The primary mission on the last Saturday in June was to make it to the Purple Hull Pea Festival and World Championship Rotary Tiller Race in Emerson so Paul Austin and I would have plenty to talk about on our next segment of “Chewing The Fat With Rex And Paul” on 88.3 FM in Little Rock.
Mission accomplished.
Of course, Paul and I couldn’t be satisfied with just that.
Paul had never been to the original Burge’s in Lewisville (an establishment I frequented years ago when I was the sports editor of the Arkadelphia newspaper and would make regular trips south to Louisiana Downs), and neither of us had ever had dinner in Garland (some call it Garland City), the Catfish Capital of Southwest Arkansas.
We headed west on U.S. Highway 82 from Magnolia to Texarkana.
I like this area deep in south Arkansas, having grown up in Arkadelphia while making frequent trips to Magnolia for athletic events at either Magnolia High School or what’s now Southern Arkansas University.
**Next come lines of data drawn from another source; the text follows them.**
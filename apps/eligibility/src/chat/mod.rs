//! Chat assistant: free-form questions about one program for one company.
//! Replies are not stored.

use std::sync::Arc;

use chrono::Utc;
use serde::{Deserialize, Serialize};
use tracing::{info, warn};

use crate::eligibility::checker::CheckerConfig;
use crate::errors::AppError;
use crate::llm_client::TextGenerator;
use crate::models::company::CompanySnapshot;
use crate::models::program::FundingProgram;

pub mod prompts;

use prompts::{
    CHAT_CONTEXT_TEMPLATE, CHAT_SYSTEM, MOCK_DOCUMENTS_REPLY, MOCK_FEASIBILITY_REPLY,
    MOCK_GENERIC_REPLY, MOCK_RISK_REPLY,
};

/// Characters of the program guide included in the context.
pub const GUIDE_EXCERPT_CHARS: usize = 2000;
const NO_GUIDE: &str = "No detailed guide available";

#[derive(Debug, Clone, PartialEq, Eq, Serialize, Deserialize)]
pub struct ChatReply {
    pub user_message: String,
    pub ai_response: String,
    /// HH:MM
    pub timestamp: String,
}

#[derive(Clone)]
pub struct ChatService {
    generator: Arc<dyn TextGenerator>,
    config: CheckerConfig,
}

impl ChatService {
    pub fn new(generator: Arc<dyn TextGenerator>, config: CheckerConfig) -> Self {
        Self { generator, config }
    }

    /// Answers `message`. Only a blank message is an error; generator failures
    /// come back as an apology in `ai_response`.
    pub async fn ask(
        &self,
        program: &FundingProgram,
        company: &CompanySnapshot,
        message: &str,
    ) -> Result<ChatReply, AppError> {
        let message = message.trim();
        if message.is_empty() {
            return Err(AppError::Validation("Message cannot be empty".to_string()));
        }

        let ai_response = if self.config.use_mock_responses {
            mock_reply(program, company, message)
        } else {
            info!("Chat question about '{}' from {}", program.title, company.tax_code);
            let prompt = format!("{}\n\nUser Question: {message}", build_context(program, company));
            match self.generator.generate(&prompt, CHAT_SYSTEM).await {
                Ok(text) => text,
                Err(e) => {
                    warn!("Chat generation failed: {e}");
                    format!("I'm sorry, I encountered an error while processing your question: {e}")
                }
            }
        };

        Ok(ChatReply {
            user_message: message.to_string(),
            ai_response,
            timestamp: Utc::now().format("%H:%M").to_string(),
        })
    }
}

pub fn build_context(program: &FundingProgram, company: &CompanySnapshot) -> String {
    let guide: String = match program.guide() {
        Some(guide) => guide.chars().take(GUIDE_EXCERPT_CHARS).collect(),
        None => NO_GUIDE.to_string(),
    };

    CHAT_CONTEXT_TEMPLATE
        .replace("{program_title}", &program.title)
        .replace("{program_description}", &program.description)
        .replace("{company_context}", &company_context(company))
        .replace("{guide}", &guide)
}

fn company_context(company: &CompanySnapshot) -> String {
    [
        format!("Company: {} (CUI: {})", company.company_name(), company.tax_code),
        format!("Legal Form: {}", company.legal_form),
        format!("Activity: NACE {}", company.nace),
        format!("Size: {} employees", company.employees),
        format!(
            "Financial: {} lei turnover, {} lei profit",
            company.turnover, company.profit
        ),
        format!("Location: {}, {}", company.city, company.county),
        format!("Status: {} ({})", company.status, company.fiscal_activity),
    ]
    .join("\n")
}

fn mock_reply(program: &FundingProgram, company: &CompanySnapshot, message: &str) -> String {
    let message = message.to_lowercase();
    let mentions = |words: &[&str]| words.iter().any(|w| message.contains(w));

    let template = if mentions(&["feasibility", "viable", "chance"]) {
        MOCK_FEASIBILITY_REPLY
    } else if mentions(&["risk", "challenge"]) {
        MOCK_RISK_REPLY
    } else if mentions(&["document", "requirement"]) {
        MOCK_DOCUMENTS_REPLY
    } else {
        MOCK_GENERIC_REPLY
    };

    template
        .replace("{company_name}", company.company_name())
        .replace("{program_title}", &program.title)
}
Arkadelphia’s Badgers and Magnolia’s Panthers were in the same district. SAU was in the old Arkansas Intercollegiate Conference with Ouachita Baptist University and Henderson State University. So we would drive to Magnolia often for football and basketball games, always stopping just off the downtown square for a meal at the Chatterbox and a warm greeting from the owner, Mr. Duke.
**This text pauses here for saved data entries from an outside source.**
// Eligibility prompt templates.
// The section labels in ELIGIBILITY_PROMPT_TEMPLATE are the parser's wire
// format; keep them in sync with `analysis::*_HEADER` and `VERDICT_LABEL`.

use crate::llm_client::prompts::{FUNDING_EXPERT_SYSTEM, PLAIN_TEXT_INSTRUCTION};
use crate::models::company::CompanySnapshot;
use crate::models::program::FundingProgram;

pub const ELIGIBILITY_SYSTEM: &str = FUNDING_EXPERT_SYSTEM;

/// Replace: {company_data}, {program_title}, {eligibility_rules}, {format_instruction}
pub const ELIGIBILITY_PROMPT_TEMPLATE: &str = r#"Ești un expert în finanțări europene pentru companii românești. Analizează această companie română în raport cu FIECARE criteriu specific de eligibilitate.

DATELE COMPANIEI:
{company_data}

PROGRAMUL: {program_title}

CRITERIILE DE ELIGIBILITATE DE VERIFICAT:
{eligibility_rules}

INSTRUCȚIUNI:
1. Verifică FIECARE criteriu individual în raport cu datele companiei.
2. Clasifică fiecare criteriu într-una dintre categorii:
   - ACCEPTATE: compania îndeplinește clar cerința
   - REFUZATE: compania NU îndeplinește clar cerința
   - NEVALIDATE: cerința nu poate fi verificată din datele disponibile
3. Dacă o categorie nu are niciun criteriu, lasă-o goală. NU scrie rânduri de tipul "nu există criterii refuzate".
4. {format_instruction}
5. Răspunde EXCLUSIV în limba română, folosind EXACT acest format:

ACCEPTATE:
- [Criteriul]: [Explicație cu datele concrete ale companiei care susțin decizia]

REFUZATE:
- [Criteriul]: [Explicație cu datele concrete ale companiei care justifică refuzul]

NEVALIDATE:
- [Criteriul]: [Ce informații lipsesc pentru validare]

DECIZIA FINALĂ:
- Dacă ORICARE criteriu este REFUZAT: compania NU este eligibilă
- Altfel (doar ACCEPTATE, sau ACCEPTATE și NEVALIDATE): compania este eligibilă

Încheie cu exact una dintre liniile:
REZULTAT: ELIGIBILĂ
REZULTAT: NU_ESTE_ELIGIBILĂ"#;

pub fn build_eligibility_prompt(company: &CompanySnapshot, program: &FundingProgram) -> String {
    let rules = match program.company_rules() {
        "" => "Programul nu specifică criterii de eligibilitate pentru companie.",
        rules => rules,
    };

    ELIGIBILITY_PROMPT_TEMPLATE
        .replace("{company_data}", &format_company_data(company))
        .replace("{program_title}", &program.title)
        .replace("{eligibility_rules}", rules.trim())
        .replace("{format_instruction}", PLAIN_TEXT_INSTRUCTION)
}

/// Company attributes as a Romanian bullet list.
pub fn format_company_data(company: &CompanySnapshot) -> String {
    [
        format!("- Denumirea companiei: {}", company.company_name()),
        format!("- CUI: {}", company.tax_code),
        format!("- Statut: {}", company.status),
        format!("- Forma juridică: {}", company.legal_form),
        format!("- Codul NACE: {}", company.nace),
        format!("- Numărul de angajați: {}", company.employees),
        format!("- Cifra de afaceri: {} lei", company.turnover),
        format!("- Profitul: {} lei", company.profit),
        format!("- Locația: {}, {}", company.county, company.city),
        format!("- Data înregistrării: {}", company.registration_date),
        format!("- Activitatea fiscală: {}", company.fiscal_activity),
    ]
    .join("\n")
}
“Relative isolation and transportation difficulties have long been a problem for Columbia County,” my friend Mike McNeill writes for the Encyclopedia of Arkansas History & Culture. “Columbia is the only one of Arkansas’ 75 counties not situated on a river. The county’s creeks and bayous were more of an impediment than an aid to early travelers because they were too narrow and shallow to support water traffic. The swampy conditions of the upper Dorcheat Bayou in Columbia County did not allow for practical use by boats. Rain made travel conditions worse. Only the arrival of railroads made it possible for Columbia County residents to enjoy a dependable year-round transportation option.”
The first railroad to enter the county was the St. Louis, Arkansas & Texas Railroad in the fall of 1882. That railroad led to the creation of the towns of McNeil and Waldo.
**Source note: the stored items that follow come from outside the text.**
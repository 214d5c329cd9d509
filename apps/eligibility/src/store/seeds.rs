// Sample funding programs loaded into a fresh store.

use crate::models::program::ProgramDraft;

const SME_INNOVATION_RULES: &str = "\
- Company must have between 10-250 employees (SME criteria)
- Minimum 2 years of operation
- Active status with tax authorities
- Innovation-focused projects (R&D, digitalization, green tech)
- Located in eligible EU regions
- Annual turnover between 2M - 50M EUR";

const SME_INNOVATION_GUIDE: &str = "\
SME INNOVATION SUPPORT PROGRAM

OBJECTIVE:
The SME Innovation Support Program aims to enhance the competitiveness of small and medium enterprises through innovation funding. The program supports projects in digitalization, sustainable technology, and market expansion.

ELIGIBILITY CRITERIA:
1. Enterprise Size: Must qualify as SME (10-250 employees)
2. Operational History: Minimum 2 years in business
3. Legal Status: Active registration with authorities
4. Innovation Focus: Projects must demonstrate innovation potential
5. Geographic Coverage: EU member state location
6. Financial Capacity: Proven financial stability

FUNDING DETAILS:
- Grant amount: 50,000 - 500,000 EUR
- Co-financing rate: 50-70% of eligible costs
- Project duration: 12-36 months
- Selection criteria: Innovation potential, market impact, sustainability

APPLICATION PROCESS:
Phase 1: Concept submission and preliminary assessment
Phase 2: Detailed proposal development
Phase 3: Technical and financial evaluation
Phase 4: Grant agreement negotiation";

const DIGITAL_TRANSFORMATION_RULES: &str = "\
- Companies with 5-500 employees
- Must demonstrate digital transformation need
- Investment in technology, software, or digital processes
- Employee training component required
- Minimum 30% co-financing from company
- Located in EU territory";

const DIGITAL_TRANSFORMATION_GUIDE: &str = "\
DIGITAL TRANSFORMATION GRANT PROGRAM

OVERVIEW:
This program supports enterprises in their digital transformation journey by providing financial assistance for technology adoption, process digitization, and workforce development.

TARGET BENEFICIARIES:
- Manufacturing companies
- Service providers
- Trade and retail businesses
- Tourism and hospitality sector

ELIGIBLE ACTIVITIES:
- Implementation of digital technologies (IoT, AI, cloud computing)
- Development of digital business models
- Cybersecurity improvements
- Digital marketing and e-commerce platforms
- Employee digital skills training

FINANCIAL SUPPORT:
- Grant size: 25,000 - 200,000 EUR
- Funding rate: 60% of eligible costs
- Training costs: Up to 80% funding
- Technology costs: Up to 50% funding

EVALUATION CRITERIA:
- Digital maturity assessment
- Business impact potential
- Sustainability of digital transformation
- Involvement of employees in training";

const GREEN_TECHNOLOGY_RULES: &str = "\
- Focus on environmental sustainability
- Renewable energy or clean technology projects
- Measurable environmental impact
- Company size: 1-1000 employees
- Established business with environmental compliance
- Located in EU member states";

const GREEN_TECHNOLOGY_GUIDE: &str = "\
GREEN TECHNOLOGY INITIATIVE

MISSION:
Supporting the transition to a sustainable economy by funding innovative green technology projects and environmental solutions.

PRIORITY AREAS:
1. Renewable Energy Systems
2. Waste Management and Circular Economy
3. Energy Efficiency Technologies
4. Sustainable Transportation
5. Green Building Solutions
6. Environmental Monitoring Systems

ELIGIBILITY REQUIREMENTS:
- Demonstrated environmental benefit
- Technical feasibility study
- Market potential analysis
- Compliance with environmental regulations
- Financial sustainability plan

FUNDING STRUCTURE:
- Research & Development: Up to 75% funding
- Demonstration Projects: Up to 60% funding
- Market Deployment: Up to 40% funding
- Grant range: 100,000 - 2,000,000 EUR

IMPACT MEASUREMENT:
- CO2 emission reduction
- Energy savings achieved
- Waste reduction metrics
- Resource efficiency improvements
- Job creation in green sectors";

fn seed(title: &str, description: &str, rules: &str, guide: &str) -> ProgramDraft {
    ProgramDraft {
        title: title.to_string(),
        description: description.to_string(),
        pdf_content: Some(guide.to_string()),
        eligibility_rules: Some(rules.to_string()),
        company_eligibility_rules: None,
        project_eligibility_rules: None,
        active: true,
    }
}

pub fn default_programs() -> Vec<ProgramDraft> {
    vec![
        seed(
            "SME Innovation Support",
            "Support for small and medium enterprises to develop innovative products and services. \
             Focus on digitalization, green technology, and export capabilities.",
            SME_INNOVATION_RULES,
            SME_INNOVATION_GUIDE,
        ),
        seed(
            "Digital Transformation Grant",
            "Accelerate your company's digital transformation with funding for technology adoption, \
             digital infrastructure, and employee training in digital skills.",
            DIGITAL_TRANSFORMATION_RULES,
            DIGITAL_TRANSFORMATION_GUIDE,
        ),
        seed(
            "Green Technology Initiative",
            "Support for companies developing or implementing environmentally friendly technologies, \
             renewable energy solutions, and sustainable business practices.",
            GREEN_TECHNOLOGY_RULES,
            GREEN_TECHNOLOGY_GUIDE,
        ),
    ]
}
“Cut off from the planned railroad, civic leaders in Magnolia resolved to have a spur line built to the city,” McNeill writes. “They pledged $6,000 in cash and property during a single meeting in 1881 and eventually raised more than $20,000 toward this goal. The branch was completed in 1883. Growth of railroads was also responsible for the creation of two Columbia County communities that remain incorporated today, Emerson and Taylor. The Louisiana & North West Railroad was built between Magnolia and points in Louisiana in 1899. The town of Emerson in the southeastern part of the county was created and later incorporated in 1905. There was a post office in Taylor years before the Louisiana & Arkansas Railroad was built through the southwestern portion of the county in the 1880s. The town was incorporated in 1913.”
Cotton and corn were the cash crops in the county. A group of businessmen formed the Magnolia Cotton Mill in 1928, and it was the county’s largest manufacturer for many years. True prosperity, however, came with the discovery of oil and gas fields in the late 1930s.
McNeill notes that the “employment situation had changed so drastically by 1942 that County Judge J.B. McClurkin issued a proclamation saying that all able-bodied men who did not have jobs would be arrested for vagrancy. … Magnolia grew steadily after World War II with the city’s population more than doubling between 1940 and 1960. Housing construction filled in the two miles between downtown Magnolia and the SAU campus to the north. This period also witnessed the construction of Magnolia’s two tallest buildings, the five-story McAlester Building and the five-story Magnolia Inn.”
There was even airline passenger service from 1953-62 from Trans-Texas Airways before production from the oil and gas wells began to decline and population growth slowed.
“While the importance of oil and gas drilling declined, a new natural resources industry arrived in the mid-1960s as chemical companies discovered the high bromine content of brine located thousands of feet beneath the earth’s surface,” McNeill writes. “Bromine is an element used in numerous chemical and manufacturing processes. On Jan. 18, 1966, Dow Chemical Co. broke ground for a bromine plant four miles west of Magnolia. A second plant soon followed (a joint venture of Ethyl Chemical Corp. and Great Lakes Chemical). Both plants were consolidated under the ownership of Albemarle Corp., which owns dozens of brine wells and pipelines that crisscross Columbia and Union counties.”
The timber industry also remains important in the area. We passed Deltic’s sawmill just south of Waldo on U.S. 82 before crossing the Dorcheat Bayou and heading into Lafayette County.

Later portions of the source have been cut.